Cuando en la apertura de la 46o Feria del Libro, Guillermo Saccomano titula a su conferencia “Un oficio terrestre”, señalando/denunciando la situación de precariedad que enfrentan los agentes del mundo del libro, en especial los escritores, la referencia a Rodolfo Walsh (“Los oficios terrestres”, 1967) no es vana. El escritor, no es un espíritu flotante, ni una mente desasida de la carne y sus necesidades mundanas. Quién sino Walsh tensó hasta semejante punto la relación entre cuerpo y escritura.

En “Los diarios de Emilio Renzi”, Ricardo Piglia escribe: “Se pusieron todos en mi contra no bien puse en cuestión la autonomía de la literatura, mejor, la ilusión de autonomía en la literatura. Reacción intempestiva clásica de la izquierda liberal, que considera la cultura un campo neutro en el que se trata de tener posiciones abstractas. Cualquier discusión sobre la condición concreta del trabajo intelectual los hace unirse en la defensa de sus quintas personales. Están acostumbrados a discutir con los peronistas y defender la alta cultura, pero no están preparados a enfrentar una estrategia de vanguardia que busque intervenir en las relaciones del arte con la sociedad (y no a la

inversa: de qué modo se ve la sociedad en el arte), o mejor, cuál es la función del arte en la sociedad.”

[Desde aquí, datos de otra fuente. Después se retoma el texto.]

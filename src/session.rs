//! The drive and source the user has picked, and the checks that run before
//! anything is written.
//!
//! A [Session] is rebuilt whenever the selection or the catalog changes. It
//! is never patched in place.

use std::{
    fmt::Display,
    path::{Path, PathBuf},
};

use bytesize::ByteSize;
use serde::Serialize;
use tracing::{info, warn};

use crate::{
    capacity::{has_room, PendingTransfer},
    device::{CatalogError, DriveCatalog, VolumeService},
    escalation::Command,
    tool::{CommandBuildError, Tool},
};

/// Something the user should be told about the selected drive, which does
/// not prevent using it.
#[derive(Debug, Clone, PartialEq, Eq, Serialize)]
pub enum SelectionNotice {
    NoPartition,
    MountFailed(String),
}

impl Display for SelectionNotice {
    fn fmt(&self, f: &mut std::fmt::Formatter<'_>) -> std::fmt::Result {
        match self {
            SelectionNotice::NoPartition => write!(
                f,
                "No partition found. Please format the USB before you continue."
            ),
            SelectionNotice::MountFailed(cause) => {
                write!(f, "Unable to mount the device: {cause}")
            }
        }
    }
}

/// A snapshot of the chosen drive.
#[derive(Debug, Clone, PartialEq, Eq, Serialize)]
pub struct DriveSelection {
    pub device: PathBuf,
    /// The working partition. `None` if the drive has no partitions.
    pub partition: Option<PathBuf>,
    pub mount: Option<PathBuf>,
    /// Total bytes of the working partition, or of the drive without one.
    pub size: u64,
    /// Free bytes we may write to.
    pub available: u64,
    pub notice: Option<SelectionNotice>,
}

impl DriveSelection {
    /// Select `device`, mounting its working partition if needed.
    ///
    /// Only an unknown device is an error. A drive without partitions, or
    /// one that fails to mount, is still selected with a notice attached.
    #[tracing::instrument(skip(catalog, service))]
    pub fn select(
        catalog: &mut DriveCatalog,
        service: &dyn VolumeService,
        device: &Path,
    ) -> Result<Self, CatalogError> {
        let drive = catalog
            .find(device)
            .ok_or_else(|| CatalogError::UnknownDevice(device.to_owned()))?
            .clone();

        let working = match DriveCatalog::select_working_partition(&drive).cloned() {
            Ok(p) => p,
            Err(e) => {
                warn!("{e}");
                return Ok(Self {
                    device: drive.devnode,
                    partition: None,
                    mount: None,
                    size: drive.size,
                    available: drive.free,
                    notice: Some(SelectionNotice::NoPartition),
                });
            }
        };

        let was_mounted = working.is_mounted();
        let (mount, notice) = match catalog.ensure_mounted(service, &working.devnode) {
            Ok(mp) => (Some(mp), None),
            Err(e) => {
                warn!("{e}");
                (None, Some(SelectionNotice::MountFailed(e.to_string())))
            }
        };

        // Free space is only known for mounted filesystems.
        let mut partition = working;
        if mount.is_some() && !was_mounted {
            catalog.refresh(service);
            if let Some(p) = catalog
                .find(device)
                .and_then(|d| d.partitions.iter().find(|p| p.devnode == partition.devnode))
            {
                partition = p.clone();
            }
        }

        let available = if partition.free == 0 {
            drive.free
        } else {
            partition.free
        };

        let selection = Self {
            device: drive.devnode,
            partition: Some(partition.devnode),
            mount,
            size: partition.size,
            available,
            notice,
        };
        info!(?selection, "Selected device");
        Ok(selection)
    }
}

/// Options of a write, as picked by the user.
#[derive(Debug, Clone, Default, PartialEq, Eq)]
pub struct WriteOptions {
    pub distribution: Option<String>,
    pub partition: bool,
    pub single_file: bool,
}

#[derive(Debug, thiserror::Error)]
pub enum PreflightError {
    #[error("No device selected")]
    NoDevice,
    #[error("Device {0} is no longer attached")]
    DeviceGone(PathBuf),
    #[error("Cannot add ISO from path: {0}. Please browse for an existing ISO.")]
    SourceMismatch(PathBuf),
    #[error("There is not enough space available on the pen drive ({required} required, {available} available). Please remove unneeded files before continuing.")]
    InsufficientSpace {
        required: ByteSize,
        available: ByteSize,
    },
    #[error(transparent)]
    Build(#[from] CommandBuildError),
}

#[derive(Debug, Clone, Default, PartialEq, Eq)]
pub struct Session {
    pub selection: Option<DriveSelection>,
    pub transfer: PendingTransfer,
}

impl Session {
    /// Resolve `source` against the selection's mount point.
    pub fn new(selection: Option<DriveSelection>, source: Option<&Path>, single_file: bool) -> Self {
        let mount = selection.as_ref().and_then(|s| s.mount.as_deref());
        let transfer = source
            .map(|s| PendingTransfer::resolve(s, mount, single_file))
            .unwrap_or_default();
        Self {
            selection,
            transfer,
        }
    }

    /// Check that a write of `source` can go ahead and build its command.
    ///
    /// `source` is what the user currently asks for. It must be the source
    /// this session was resolved from.
    #[tracing::instrument(skip(self, catalog, tool))]
    pub fn preflight(
        &self,
        catalog: &DriveCatalog,
        tool: &Tool,
        source: &Path,
        options: &WriteOptions,
    ) -> Result<Command<'static>, PreflightError> {
        let selection = self.selection.as_ref().ok_or(PreflightError::NoDevice)?;
        if catalog.find(&selection.device).is_none() || !selection.device.exists() {
            return Err(PreflightError::DeviceGone(selection.device.clone()));
        }

        if self.transfer.source.as_deref() != Some(source) {
            return Err(PreflightError::SourceMismatch(source.to_owned()));
        }

        if !has_room(selection.available, self.transfer.required) {
            return Err(PreflightError::InsufficientSpace {
                required: ByteSize::b(self.transfer.required),
                available: ByteSize::b(selection.available),
            });
        }

        let cmd = tool
            .write(source, &selection.device)
            .distribution(options.distribution.clone())
            .partition(options.partition)
            .single_file(options.single_file)
            .build()?;
        Ok(cmd)
    }
}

Cuando Roberto Arlt, en el prólogo a “Los Lanzallamas” anuncia que “el futuro es nuestro, por prepotencia de trabajo”, la palabra “prepotencia” ¿da el golpe en la tecla o el tiro de gracia? Si Arlt logró instalarse cómodamente en el canon de la literatura nacional que preconizan las historias literarias de al menos los últimos cuarenta años, no logró nunca vivir de la venta de sus libros. Parece que hay trabajos, y trabajos. No hay puchero que alcance a pagar la literatura, y todavía hoy, la figura del escritor se debate entre lo espiritual y lo terreno. La condición de póstumos es, además de desgraciada, conveniente. Arlt muere a los 42 años, de un paro cardíaco, en una pensión de la calle Olazabal, con setenta centavos en el bolsillo, según cuenta su viuda.